Exercise directions
The word "object" appears in some lines of the records below; state how many lines, and nothing else.

Input for this task

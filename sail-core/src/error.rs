//! Error types shared by every SAIL component.
//!
//! The taxonomy is a closed set: every failure a codec, stream, or session
//! can report maps to exactly one kind here. Each kind has a stable
//! SCREAMING_SNAKE name used in logs and a numeric code that is stable
//! across patch releases within a major version.

use thiserror::Error;

use crate::compression::Compression;
use crate::pixel::PixelFormat;

/// Unified error type for all SAIL operations.
#[derive(Error, Debug, Clone, PartialEq, Eq)]
pub enum Error {
    /// A caller-supplied value failed validation.
    #[error("invalid argument: {0}")]
    InvalidArgument(String),

    /// An I/O object is missing a required operation or was used in the
    /// wrong direction (e.g. writing to a read-only stream).
    #[error("invalid I/O object: {0}")]
    InvalidIo(String),

    /// A pixel format is not supported by the selected codec.
    #[error("unsupported pixel format {0}")]
    UnsupportedPixelFormat(PixelFormat),

    /// A compression kind is not supported by the selected codec.
    #[error("unsupported compression {0}")]
    UnsupportedCompression(Compression),

    /// Image dimensions are zero or otherwise unusable.
    #[error("incorrect image dimensions {width}x{height}")]
    IncorrectImageDimensions { width: u32, height: u32 },

    /// An allocation request could not be satisfied.
    #[error("memory allocation of {0} bytes failed")]
    MemoryAllocationFailed(usize),

    /// A file could not be opened.
    #[error("failed to open '{path}': {message}")]
    FileOpenError { path: String, message: String },

    /// A file could not be closed or flushed on teardown.
    #[error("failed to close file: {0}")]
    FileCloseError(String),

    /// A configuration or metadata file failed to parse.
    #[error("parse error at line {line}: {message}")]
    FileParseError { line: usize, message: String },

    /// No codec matched the requested extension, MIME type, or magic.
    #[error("no codec found for '{0}'")]
    PluginNotFound(String),

    /// A codec plugin binary could not be loaded.
    #[error("failed to load codec plugin '{0}'")]
    PluginLoadError(String),

    /// A required entry point is missing from a codec plugin.
    #[error("failed to resolve symbol '{symbol}' in '{path}'")]
    PluginSymbolResolveError { path: String, symbol: String },

    /// A codec metadata file declares a layout version this build does not
    /// understand.
    #[error("unsupported codec layout version {0}")]
    UnsupportedPluginLayout(u32),

    /// A session operation was started while another is in progress.
    #[error("another operation is already in progress")]
    ConflictingOperation,

    /// A session operation was invoked without a started session.
    #[error("operation requires a started session")]
    StateNull,

    /// The requested operation exists in the API but has no implementation.
    #[error("not yet implemented")]
    NotYetImplemented,

    /// The end of a stream was reached where more data was required.
    #[error("end of file")]
    EndOfFile,

    /// A multi-frame source has no further frames to decode.
    #[error("no more frames")]
    NoMoreFrames,

    /// A stream operation was interrupted by the caller.
    #[error("I/O interrupted")]
    InterruptedIo,

    /// Fewer bytes were read than the operation required.
    #[error("short read: wanted {wanted} bytes, got {got}")]
    ShortRead { wanted: usize, got: usize },

    /// Fewer bytes were written than the operation required.
    #[error("short write: wanted {wanted} bytes, wrote {wrote}")]
    ShortWrite { wanted: usize, wrote: usize },

    /// Image data is structurally invalid.
    #[error("corrupted image: {0}")]
    CorruptedImage(String),

    /// Image data ends before the declared payload is complete.
    #[error("truncated image: expected {expected} bytes, got {actual}")]
    TruncatedImage { expected: usize, actual: usize },

    /// The file uses a format feature the codec does not implement.
    #[error("unsupported feature: {0}")]
    UnsupportedFeature(String),
}

impl Error {
    /// Stable name of this error kind, as used in logs.
    pub fn name(&self) -> &'static str {
        match self {
            Error::InvalidArgument(_) => "INVALID_ARGUMENT",
            Error::InvalidIo(_) => "INVALID_IO",
            Error::UnsupportedPixelFormat(_) => "UNSUPPORTED_PIXEL_FORMAT",
            Error::UnsupportedCompression(_) => "UNSUPPORTED_COMPRESSION",
            Error::IncorrectImageDimensions { .. } => "INCORRECT_IMAGE_DIMENSIONS",
            Error::MemoryAllocationFailed(_) => "MEMORY_ALLOCATION_FAILED",
            Error::FileOpenError { .. } => "FILE_OPEN_ERROR",
            Error::FileCloseError(_) => "FILE_CLOSE_ERROR",
            Error::FileParseError { .. } => "FILE_PARSE_ERROR",
            Error::PluginNotFound(_) => "PLUGIN_NOT_FOUND",
            Error::PluginLoadError(_) => "PLUGIN_LOAD_ERROR",
            Error::PluginSymbolResolveError { .. } => "PLUGIN_SYMBOL_RESOLVE_ERROR",
            Error::UnsupportedPluginLayout(_) => "UNSUPPORTED_PLUGIN_LAYOUT",
            Error::ConflictingOperation => "CONFLICTING_OPERATION",
            Error::StateNull => "STATE_NULL",
            Error::NotYetImplemented => "NOT_YET_IMPLEMENTED",
            Error::EndOfFile => "END_OF_FILE",
            Error::NoMoreFrames => "NO_MORE_FRAMES",
            Error::InterruptedIo => "INTERRUPTED_IO",
            Error::ShortRead { .. } => "SHORT_READ",
            Error::ShortWrite { .. } => "SHORT_WRITE",
            Error::CorruptedImage(_) => "CORRUPTED_IMAGE",
            Error::TruncatedImage { .. } => "TRUNCATED_IMAGE",
            Error::UnsupportedFeature(_) => "UNSUPPORTED_FEATURE",
        }
    }

    /// Stable numeric code, grouped by category: argument errors in the
    /// 10s, resource errors in the 20s, state machine errors in the 30s,
    /// stream errors in the 40s, decode/encode errors in the 50s.
    pub fn code(&self) -> u32 {
        match self {
            Error::InvalidArgument(_) => 10,
            Error::InvalidIo(_) => 11,
            Error::UnsupportedPixelFormat(_) => 12,
            Error::UnsupportedCompression(_) => 13,
            Error::IncorrectImageDimensions { .. } => 14,
            Error::MemoryAllocationFailed(_) => 20,
            Error::FileOpenError { .. } => 21,
            Error::FileCloseError(_) => 22,
            Error::FileParseError { .. } => 23,
            Error::PluginNotFound(_) => 24,
            Error::PluginLoadError(_) => 25,
            Error::PluginSymbolResolveError { .. } => 26,
            Error::UnsupportedPluginLayout(_) => 27,
            Error::ConflictingOperation => 30,
            Error::StateNull => 31,
            Error::NotYetImplemented => 32,
            Error::EndOfFile => 40,
            Error::NoMoreFrames => 41,
            Error::InterruptedIo => 42,
            Error::ShortRead { .. } => 43,
            Error::ShortWrite { .. } => 44,
            Error::CorruptedImage(_) => 50,
            Error::TruncatedImage { .. } => 51,
            Error::UnsupportedFeature(_) => 52,
        }
    }

    /// Create an invalid-argument error.
    pub fn invalid_argument(msg: impl Into<String>) -> Self {
        Error::InvalidArgument(msg.into())
    }

    /// Check if this is the end-of-frames marker of a multi-frame source.
    #[must_use]
    pub fn is_no_more_frames(&self) -> bool {
        matches!(self, Error::NoMoreFrames)
    }

    /// Check if this is an end-of-file condition.
    #[must_use]
    pub fn is_eof(&self) -> bool {
        matches!(self, Error::EndOfFile)
    }
}

/// Result type alias using the SAIL error type.
pub type Result<T> = std::result::Result<T, Error>;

Response area
2